The aging utility infrastructure can’t withstand the ice and winds. The fact that at least half of the Southeast’s utility workers had been deployed north makes matters worse — far worse. Four million customers in Georgia and Alabama alone are without power.
Hartsfield-Jackson International Airport in Atlanta is virtually paralyzed, stranding travelers and causing massive delays across the country. Gas stations shut down because pumps are inoperable.
Retailers with backup generators press on as long as they can, but shelves empty quickly of food and other essential goods. Some stores operate on a cash-only basis because payment systems are down.

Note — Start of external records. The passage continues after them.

//! Cipher suite registry.
//!
//! Only RSA key exchange suites are listed: the pre-master secret of every
//! other key exchange cannot be recovered from a static server key.

use thiserror::Error;

/// Errors from cipher suite lookup.
#[derive(Debug, Error, PartialEq, Eq)]
pub enum CipherSuiteError {
    #[error("Unsupported cipher suite: 0x{0:04x}")]
    Unsupported(u16),
}

/// Symmetric transform used for record protection.
#[derive(Debug, Clone, Copy, PartialEq, Eq)]
pub enum BulkCipher {
    Rc4,
    TripleDesEde,
    Aes128,
    Aes256,
    Camellia128,
    Camellia256,
}

impl BulkCipher {
    /// Whether the transform is a CBC block cipher.
    pub fn is_block(&self) -> bool {
        !matches!(self, BulkCipher::Rc4)
    }

    pub fn as_str(&self) -> &'static str {
        match self {
            BulkCipher::Rc4 => "RC4",
            BulkCipher::TripleDesEde => "DESede/CBC",
            BulkCipher::Aes128 | BulkCipher::Aes256 => "AES/CBC",
            BulkCipher::Camellia128 | BulkCipher::Camellia256 => "Camellia/CBC",
        }
    }
}

/// Parameters of one cipher suite.
#[derive(Debug, Clone, Copy, PartialEq, Eq)]
pub struct CipherSuite {
    pub id: u16,
    pub name: &'static str,
    pub bulk: BulkCipher,
    /// Block size in bytes, 0 for stream ciphers.
    pub block_size: usize,
    pub mac_key_size: usize,
    pub write_key_size: usize,
}

impl CipherSuite {
    /// Size of the key block: MAC keys, write keys and IVs for both directions.
    pub fn key_block_len(&self) -> usize {
        2 * (self.mac_key_size + self.write_key_size + self.block_size)
    }

    /// IV length; equal to the block size.
    pub fn iv_len(&self) -> usize {
        self.block_size
    }
}

const fn suite(
    id: u16,
    name: &'static str,
    bulk: BulkCipher,
    block_size: usize,
    mac_key_size: usize,
    write_key_size: usize,
) -> CipherSuite {
    CipherSuite {
        id,
        name,
        bulk,
        block_size,
        mac_key_size,
        write_key_size,
    }
}

static SUITES: &[CipherSuite] = &[
    suite(0x0004, "TLS_RSA_WITH_RC4_128_MD5", BulkCipher::Rc4, 0, 16, 16),
    suite(0x0005, "TLS_RSA_WITH_RC4_128_SHA", BulkCipher::Rc4, 0, 20, 16),
    suite(0x000a, "TLS_RSA_WITH_3DES_EDE_CBC_SHA", BulkCipher::TripleDesEde, 8, 20, 24),
    suite(0x002f, "TLS_RSA_WITH_AES_128_CBC_SHA", BulkCipher::Aes128, 16, 20, 16),
    suite(0x0035, "TLS_RSA_WITH_AES_256_CBC_SHA", BulkCipher::Aes256, 16, 20, 32),
    suite(0x003c, "TLS_RSA_WITH_AES_128_CBC_SHA256", BulkCipher::Aes128, 16, 32, 16),
    suite(0x003d, "TLS_RSA_WITH_AES_256_CBC_SHA256", BulkCipher::Aes256, 16, 32, 32),
    suite(0x0041, "TLS_RSA_WITH_CAMELLIA_128_CBC_SHA", BulkCipher::Camellia128, 16, 20, 16),
    suite(0x0084, "TLS_RSA_WITH_CAMELLIA_256_CBC_SHA", BulkCipher::Camellia256, 16, 20, 32),
];

/// All registered suites.
pub fn all() -> &'static [CipherSuite] {
    SUITES
}

/// Look up a suite by its numeric identifier.
pub fn from_id(id: u16) -> Result<&'static CipherSuite, CipherSuiteError> {
    SUITES
        .iter()
        .find(|s| s.id == id)
        .ok_or(CipherSuiteError::Unsupported(id))
}

/// Look up a suite by the two identifier bytes as they appear on the wire.
///
/// Every registered suite has a leading zero byte; anything else is unsupported.
pub fn lookup(id: [u8; 2]) -> Result<&'static CipherSuite, CipherSuiteError> {
    if id[0] != 0x00 {
        return Err(CipherSuiteError::Unsupported(u16::from_be_bytes(id)));
    }
    lookup_byte(id[1])
}

/// Look up a suite by the trailing identifier byte alone.
pub fn lookup_byte(id: u8) -> Result<&'static CipherSuite, CipherSuiteError> {
    from_id(u16::from(id))
}
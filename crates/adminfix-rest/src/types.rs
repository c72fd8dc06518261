//! Auth and REST API types

use serde::{Deserialize, Serialize};
use uuid::Uuid;

/// Body of a password grant sign-in
#[derive(Clone, Serialize)]
pub struct PasswordGrant<'a> {
    pub email: &'a str,
    pub password: &'a str,
}

/// A user of the hosted auth service
#[derive(Debug, Clone, Serialize, Deserialize, PartialEq)]
pub struct AuthUser {
    pub id: Uuid,
    pub email: Option<String>,
    #[serde(default)]
    pub role: Option<String>,
}

/// Token response of a successful sign-in
#[derive(Clone, Serialize, Deserialize)]
pub struct Session {
    pub access_token: String,
    #[serde(default = "default_token_type")]
    pub token_type: String,
    #[serde(default)]
    pub expires_in: Option<u64>,
    #[serde(default)]
    pub refresh_token: Option<String>,
    #[serde(default)]
    pub user: Option<AuthUser>,
}

fn default_token_type() -> String {
    "bearer".to_string()
}

impl std::fmt::Debug for Session {
    fn fmt(&self, f: &mut std::fmt::Formatter<'_>) -> std::fmt::Result {
        f.debug_struct("Session")
            .field("token_type", &self.token_type)
            .field("expires_in", &self.expires_in)
            .field("user", &self.user)
            .finish_non_exhaustive()
    }
}

/// Row filter on the `clients` table
#[derive(Debug, Clone, PartialEq)]
pub enum ClientFilter {
    Id(Uuid),
    AuthUserId(Uuid),
    Email(String),
}

impl ClientFilter {
    /// Column and `eq.` operand for a query string
    pub fn to_query(&self) -> (&'static str, String) {
        match self {
            ClientFilter::Id(id) => ("id", format!("eq.{}", id)),
            ClientFilter::AuthUserId(id) => ("auth_user_id", format!("eq.{}", id)),
            ClientFilter::Email(email) => ("email", format!("eq.{}", email)),
        }
    }
}

/// Raw outcome of an RPC call, kept for operator output
#[derive(Debug, Clone, PartialEq)]
pub struct RpcResponse {
    pub status: u16,
    pub body: String,
}

impl RpcResponse {
    pub fn is_success(&self) -> bool {
        self.status == 200
    }
}
//! adminfix operator library
//!
//! The repair workflows behind the `adminfix` binary, exposed as a library
//! for testing.

pub mod error;
pub mod inspect;
pub mod logging;
pub mod repair;
pub mod session;
pub mod sql;

pub use error::{Error, Result};
pub use inspect::{inspect, schema_probe};
pub use repair::{reinsert, repair, ReinsertOutcome, RepairOptions, RepairOutcome};
pub use session::AdminSession;
pub use sql::{apply_sql, load_statements, SqlSummary, StatementOutcome};
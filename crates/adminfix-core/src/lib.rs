//! adminfix core
//!
//! Data models, configuration and SQL helpers shared by the REST client and
//! the operator CLI.

pub mod error;
pub mod models;
pub mod sql;
pub mod storage;

pub use error::{Error, Result};
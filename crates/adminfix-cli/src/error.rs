//! Errors of the repair workflows

use thiserror::Error;

#[derive(Debug, Error)]
pub enum Error {
    #[error(transparent)]
    Rest(#[from] adminfix_rest::Error),

    #[error(transparent)]
    Core(#[from] adminfix_core::Error),

    #[error("IO error: {0}")]
    Io(#[from] std::io::Error),

    #[error("Found {0} client records for the admin user; use `reinsert` to replace them")]
    Ambiguous(usize),

    #[error("Admin record did not converge: {0}")]
    NotConverged(String),
}

pub type Result<T> = std::result::Result<T, Error>;
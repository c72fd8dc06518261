//! Log setup: stderr for the operator, a debug log file for the record

use adminfix_core::storage::init_data_dir;
use std::fs;
use std::path::PathBuf;
use std::sync::Mutex;

/// Send INFO and above to stderr and DEBUG and above to
/// `<data_dir>/adminfix/adminfix.log`. `filter` is an env-filter directive
/// such as `info` or `adminfix_rest=debug`.
///
/// Returns the log file path, or `None` when no file could be opened and only
/// stderr is used.
pub fn init_logging(filter: &str) -> Option<PathBuf> {
    use tracing_subscriber::fmt::writer::MakeWriterExt;

    let stderr_writer = std::io::stderr.with_max_level(tracing::Level::INFO);

    let log_file = init_data_dir().ok().and_then(|data_dir| {
        let path = data_dir.join("adminfix.log");
        fs::OpenOptions::new()
            .create(true)
            .append(true)
            .open(&path)
            .ok()
            .map(|file| (path, file))
    });

    match log_file {
        Some((path, file)) => {
            let file_writer = Mutex::new(file).with_max_level(tracing::Level::DEBUG);
            tracing_subscriber::fmt()
                .with_writer(stderr_writer.and(file_writer))
                .with_env_filter(filter)
                .with_ansi(false) // No color codes in log file
                .init();
            Some(path)
        }
        None => {
            tracing_subscriber::fmt()
                .with_writer(stderr_writer)
                .with_env_filter(filter)
                .init();
            None
        }
    }
}
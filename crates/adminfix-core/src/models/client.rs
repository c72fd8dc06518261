//! `clients` table data model

use crate::{Error, Result};
use chrono::{DateTime, Utc};
use serde::{Deserialize, Serialize};
use std::fmt;
use uuid::Uuid;

/// A row of the `clients` table.
///
/// Columns the tool does not care about (phone, address, ...) are ignored on
/// deserialization.
#[derive(Debug, Clone, Serialize, Deserialize, PartialEq)]
pub struct ClientRecord {
    #[serde(default, skip_serializing_if = "Option::is_none")]
    pub id: Option<Uuid>,
    pub auth_user_id: Uuid,
    #[serde(default, deserialize_with = "null_as_empty")]
    pub email: String,
    #[serde(default, deserialize_with = "null_as_empty")]
    pub full_name: String,
    pub role: Role,
    #[serde(default, skip_serializing_if = "Option::is_none")]
    pub created_at: Option<DateTime<Utc>>,
    #[serde(default, skip_serializing_if = "Option::is_none")]
    pub updated_at: Option<DateTime<Utc>>,
}

fn null_as_empty<'de, D>(deserializer: D) -> std::result::Result<String, D::Error>
where
    D: serde::Deserializer<'de>,
{
    Ok(Option::<String>::deserialize(deserializer)?.unwrap_or_default())
}

/// Client role. Unknown values are kept verbatim so a misclassified row can
/// still be read and reported; a NULL role reads as an empty `Other`.
#[derive(Debug, Clone, PartialEq, Eq, Serialize, Deserialize)]
#[serde(from = "Option<String>", into = "String")]
pub enum Role {
    Admin,
    Student,
    Workforce,
    Other(String),
}

impl Role {
    pub fn as_str(&self) -> &str {
        match self {
            Role::Admin => "admin",
            Role::Student => "student",
            Role::Workforce => "workforce",
            Role::Other(s) => s,
        }
    }

    pub fn is_admin(&self) -> bool {
        matches!(self, Role::Admin)
    }
}

impl From<String> for Role {
    fn from(value: String) -> Self {
        match value.as_str() {
            "admin" => Role::Admin,
            "student" => Role::Student,
            "workforce" => Role::Workforce,
            _ => Role::Other(value),
        }
    }
}

impl From<Option<String>> for Role {
    fn from(value: Option<String>) -> Self {
        value.map(Role::from).unwrap_or(Role::Other(String::new()))
    }
}

impl From<Role> for String {
    fn from(role: Role) -> Self {
        role.as_str().to_string()
    }
}

impl fmt::Display for Role {
    fn fmt(&self, f: &mut fmt::Formatter<'_>) -> fmt::Result {
        f.write_str(self.as_str())
    }
}

/// Insert payload for a new client row
#[derive(Debug, Clone, Serialize, Deserialize, PartialEq)]
pub struct NewClient {
    pub auth_user_id: Uuid,
    pub email: String,
    pub full_name: String,
    pub role: Role,
}

impl NewClient {
    /// Build the admin row for an auth user
    pub fn admin(auth_user_id: Uuid, email: String, full_name: String) -> Result<Self> {
        let client = Self {
            auth_user_id,
            email,
            full_name,
            role: Role::Admin,
        };
        client.validate()?;
        Ok(client)
    }

    /// Validate the insert payload
    pub fn validate(&self) -> Result<()> {
        validate_email(&self.email)?;

        if self.full_name.trim().is_empty() {
            return Err(Error::Validation("Full name cannot be empty".to_string()));
        }

        Ok(())
    }
}

/// Update payload used to promote an existing row
#[derive(Debug, Clone, Serialize, Deserialize, PartialEq)]
pub struct ClientPatch {
    pub role: Role,
    pub full_name: String,
}

impl ClientPatch {
    pub fn promote(full_name: String) -> Result<Self> {
        if full_name.trim().is_empty() {
            return Err(Error::Validation("Full name cannot be empty".to_string()));
        }
        Ok(Self {
            role: Role::Admin,
            full_name,
        })
    }
}

fn validate_email(email: &str) -> Result<()> {
    if email.trim().is_empty() {
        return Err(Error::Validation("Email cannot be empty".to_string()));
    }

    if !email.contains('@') {
        return Err(Error::Validation(format!("Invalid email '{}'", email)));
    }

    Ok(())
}

/// State of the admin row for one auth user
#[derive(Debug, Clone, PartialEq)]
pub enum AdminStatus {
    Missing,
    WrongRole { record: ClientRecord },
    Duplicate { records: Vec<ClientRecord> },
    Healthy { record: ClientRecord },
}

impl AdminStatus {
    /// Classify the rows returned for a single auth user
    pub fn classify(mut records: Vec<ClientRecord>) -> Self {
        match records.len() {
            0 => AdminStatus::Missing,
            1 => {
                let record = records.remove(0);
                if record.role.is_admin() {
                    AdminStatus::Healthy { record }
                } else {
                    AdminStatus::WrongRole { record }
                }
            }
            _ => AdminStatus::Duplicate { records },
        }
    }

    pub fn is_healthy(&self) -> bool {
        matches!(self, AdminStatus::Healthy { .. })
    }
}

impl fmt::Display for AdminStatus {
    fn fmt(&self, f: &mut fmt::Formatter<'_>) -> fmt::Result {
        match self {
            AdminStatus::Missing => write!(f, "client record missing"),
            AdminStatus::WrongRole { record } => {
                write!(f, "client record has role '{}'", record.role)
            }
            AdminStatus::Duplicate { records } => {
                write!(f, "{} client records for one auth user", records.len())
            }
            AdminStatus::Healthy { .. } => write!(f, "role is admin"),
        }
    }
}

/// What a repair run should do for a given status
#[derive(Debug, Clone, PartialEq, Eq)]
pub enum RepairAction {
    Create,
    /// `None` when the row carries no primary key; the update then filters
    /// on `auth_user_id` instead.
    Promote { id: Option<Uuid> },
    Reinsert,
    Nothing,
}

impl RepairAction {
    pub fn plan(status: &AdminStatus) -> Self {
        match status {
            AdminStatus::Missing => RepairAction::Create,
            AdminStatus::WrongRole { record } => RepairAction::Promote { id: record.id },
            AdminStatus::Duplicate { .. } => RepairAction::Reinsert,
            AdminStatus::Healthy { .. } => RepairAction::Nothing,
        }
    }
}

impl fmt::Display for RepairAction {
    fn fmt(&self, f: &mut fmt::Formatter<'_>) -> fmt::Result {
        match self {
            RepairAction::Create => write!(f, "create admin client record"),
            RepairAction::Promote { .. } => write!(f, "update role to admin"),
            RepairAction::Reinsert => write!(f, "delete and reinsert admin client record"),
            RepairAction::Nothing => write!(f, "nothing to do"),
        }
    }
}
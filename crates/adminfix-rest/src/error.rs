//! Error types for the hosted REST API

use thiserror::Error;

#[derive(Error, Debug)]
pub enum Error {
    #[error("HTTP error: {0}")]
    Http(#[from] reqwest::Error),

    #[error("JSON error: {0}")]
    Json(#[from] serde_json::Error),

    #[error("Authentication failed ({status}): {body}")]
    Auth { status: u16, body: String },

    #[error("Keyring error: {0}")]
    Keyring(#[from] keyring::Error),

    #[error("API error ({status}): {body}")]
    Api { status: u16, body: String },

    #[error("Unexpected response: {0}")]
    UnexpectedResponse(String),

    #[error("Missing credential: {0}")]
    MissingCredential(String),

    #[error("Invalid API key: {0}")]
    InvalidApiKey(String),

    #[error(transparent)]
    Core(#[from] adminfix_core::Error),
}

impl Error {
    /// HTTP status of a rejected call, if the server answered
    pub fn status(&self) -> Option<u16> {
        match self {
            Error::Auth { status, .. } | Error::Api { status, .. } => Some(*status),
            Error::Http(e) => e.status().map(|s| s.as_u16()),
            _ => None,
        }
    }
}

pub type Result<T> = std::result::Result<T, Error>;
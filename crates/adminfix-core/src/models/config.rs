//! Application configuration

use crate::{Error, Result};
use serde::{Deserialize, Serialize};

#[derive(Debug, Clone, Serialize, Deserialize, PartialEq)]
pub struct Config {
    pub version: String,
    pub project: ProjectConfig,
    pub admin: AdminConfig,
    pub http: HttpConfig,
    pub log_level: String,
}

/// The hosted project the tool talks to
#[derive(Debug, Clone, Serialize, Deserialize, PartialEq)]
pub struct ProjectConfig {
    pub url: Option<String>,
    /// Keyring entry holding the project API key
    pub api_key_keychain: String,
}

/// The admin account whose client row is repaired
#[derive(Debug, Clone, Serialize, Deserialize, PartialEq)]
pub struct AdminConfig {
    pub email: Option<String>,
    pub full_name: String,
    /// Keyring entry holding the admin password
    pub password_keychain: String,
}

#[derive(Debug, Clone, Serialize, Deserialize, PartialEq)]
pub struct HttpConfig {
    pub timeout_secs: u64,
}

impl Config {
    /// Validate the configuration
    pub fn validate(&self) -> Result<()> {
        self.project.validate()?;
        self.admin.validate()?;
        self.http.validate()?;

        let valid_log_levels = ["error", "warn", "info", "debug", "trace"];
        if !valid_log_levels.contains(&self.log_level.as_str()) {
            return Err(Error::Validation(format!(
                "Invalid log level '{}'. Must be one of: {}",
                self.log_level,
                valid_log_levels.join(", ")
            )));
        }

        Ok(())
    }
}

impl Default for Config {
    fn default() -> Self {
        Self {
            version: "1.0.0".to_string(),
            project: ProjectConfig::default(),
            admin: AdminConfig::default(),
            http: HttpConfig::default(),
            log_level: "info".to_string(),
        }
    }
}

impl ProjectConfig {
    /// Validate project configuration
    pub fn validate(&self) -> Result<()> {
        if let Some(ref url) = self.url {
            if url.trim().is_empty() {
                return Err(Error::Validation("Project URL cannot be empty".to_string()));
            }

            if !url.starts_with("http://") && !url.starts_with("https://") {
                return Err(Error::Validation(format!(
                    "Project URL '{}' must start with http:// or https://",
                    url
                )));
            }
        }

        if self.api_key_keychain.trim().is_empty() {
            return Err(Error::Validation(
                "API key keychain entry cannot be empty".to_string(),
            ));
        }

        Ok(())
    }
}

impl Default for ProjectConfig {
    fn default() -> Self {
        Self {
            url: None,
            api_key_keychain: "api-key".to_string(),
        }
    }
}

impl AdminConfig {
    /// Validate admin account configuration
    pub fn validate(&self) -> Result<()> {
        if let Some(ref email) = self.email {
            if !email.contains('@') {
                return Err(Error::Validation(format!("Invalid admin email '{}'", email)));
            }
        }

        if self.full_name.trim().is_empty() {
            return Err(Error::Validation(
                "Admin full name cannot be empty".to_string(),
            ));
        }

        if self.password_keychain.trim().is_empty() {
            return Err(Error::Validation(
                "Password keychain entry cannot be empty".to_string(),
            ));
        }

        Ok(())
    }
}

impl Default for AdminConfig {
    fn default() -> Self {
        Self {
            email: None,
            full_name: "Admin".to_string(),
            password_keychain: "admin-password".to_string(),
        }
    }
}

impl HttpConfig {
    pub fn validate(&self) -> Result<()> {
        if self.timeout_secs == 0 {
            return Err(Error::Validation(
                "HTTP timeout must be greater than 0".to_string(),
            ));
        }

        const MAX_TIMEOUT: u64 = 300; // 5 minutes
        if self.timeout_secs > MAX_TIMEOUT {
            return Err(Error::Validation(format!(
                "HTTP timeout too long (max {} seconds)",
                MAX_TIMEOUT
            )));
        }

        Ok(())
    }
}

impl Default for HttpConfig {
    fn default() -> Self {
        Self { timeout_secs: 30 }
    }
}
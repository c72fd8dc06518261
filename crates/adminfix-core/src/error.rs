//! Error types for core models and storage

use thiserror::Error;

#[derive(Error, Debug)]
pub enum Error {
    #[error("IO error: {0}")]
    Io(#[from] std::io::Error),

    #[error("JSON error: {0}")]
    Json(#[from] serde_json::Error),

    #[error("Validation error: {0}")]
    Validation(String),

    #[error("Not found: {0}")]
    NotFound(String),
}

pub type Result<T> = std::result::Result<T, Error>;
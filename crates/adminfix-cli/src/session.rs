//! Signed-in admin session

use crate::Result;
use adminfix_rest::{AuthUser, Credentials, RestClient, Session};

/// A REST client authorized as the admin user
pub struct AdminSession {
    pub client: RestClient,
    pub session: Session,
    pub user: AuthUser,
}

impl AdminSession {
    /// Sign in, then fetch the user behind the token
    pub async fn open(mut client: RestClient, credentials: &Credentials) -> Result<Self> {
        let session = client
            .sign_in(&credentials.email, credentials.password())
            .await?;
        tracing::debug!("Signed in as {}", credentials.email);
        if let Some(expires_in) = session.expires_in {
            tracing::debug!("Token expires in {}s", expires_in);
        }

        client.set_session(&session);
        let user = client.current_user().await?;
        tracing::debug!("User ID: {}", user.id);

        Ok(Self {
            client,
            session,
            user,
        })
    }

    /// Sign in again with the same credentials to prove the login still works
    pub async fn verify_login(&self, credentials: &Credentials) -> Result<()> {
        self.client
            .sign_in(&credentials.email, credentials.password())
            .await?;
        Ok(())
    }

    /// Revoke the session. Failures are logged, not returned.
    pub async fn close(self) {
        if let Err(e) = self.client.sign_out().await {
            tracing::warn!("Sign out failed: {}", e);
        }
    }
}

On the East Coast, more than 50 million people and 3 million businesses are without power. More than 200 transmission towers are badly damaged. Water supply across the entire East Coast is at risk, as treatment plants and pumping stations begin to lose backup power. Cell network circuits become congested, causing delays and weak signals. Some networks fail altogether.
Despite icy roads, millions leave their homes, seeking warmth and shelter. Some die from carbon monoxide poisoning or from blazes caused by open fires in their homes, attempting to keep warm. Many fires burn unchecked, resulting in widespread property damage.
States of emergency are declared for affected major cities. The National Guard is brought in to help clear roads, escort people to emergency shelters, and help maintain civil order among the increasingly frightened and desperate public.
Trees continue to fall for weeks, making power recovery achingly slow. It takes three to four weeks to get to 90 percent recovery for urban centers. Some outlying areas go without power for as long as three months.
Businesses struggle to reopen due to damage and lack of workers, as many have not returned to the area from wherever they sought shelter, or can’t get through to certain areas due to safety hazards.
Hundreds die from hypothermia, starvation, fires, auto accidents and small, localized riots. Tens of thousands more suffer injuries or become seriously ill. The very young, elderly and the poor are hardest hit.
National Geographic’s harrowing docudrama American Blackout depicts the catastrophic repercussions of a 10-day blackout affecting the entire country.
No Escaping Loss
This scenario was created using the Blackout Risk Model, developed through a partnership of Hartford Steam Boiler and Verisk Climate, led by Robin Luo, vice president at HSB; Clifton Lancaster, senior risk analyst at HSB; and Kyle Beatty, president of Verisk Climate.
HSB and Verisk estimate that the frequency of each individual ice storm would be one in 150 years to 200 years. The two storms combined represent a frequency of one in 1,000 years or more.
This scenario loosely resembles a juxtaposition of two historic North American blackout events.
In January 1998, ice pummeled Ontario, Quebec and New Brunswick for six straight days, destroying 130 transmission towers and leaving more than 4 million people without power — some for up to a month.
The insured losses from that storm totaled $1.6 billion, according to the Insurance Bureau of Canada. The total economic costs were estimated between $5 billion and $7 billion.
The second event occurred in August 2013, when a simple circuit overload led to cascading blackouts throughout North America, leaving 50 million people in the United States and Canada without power for up to six days. The estimated total economic cost of the outage was between $6 billion and $8 billion.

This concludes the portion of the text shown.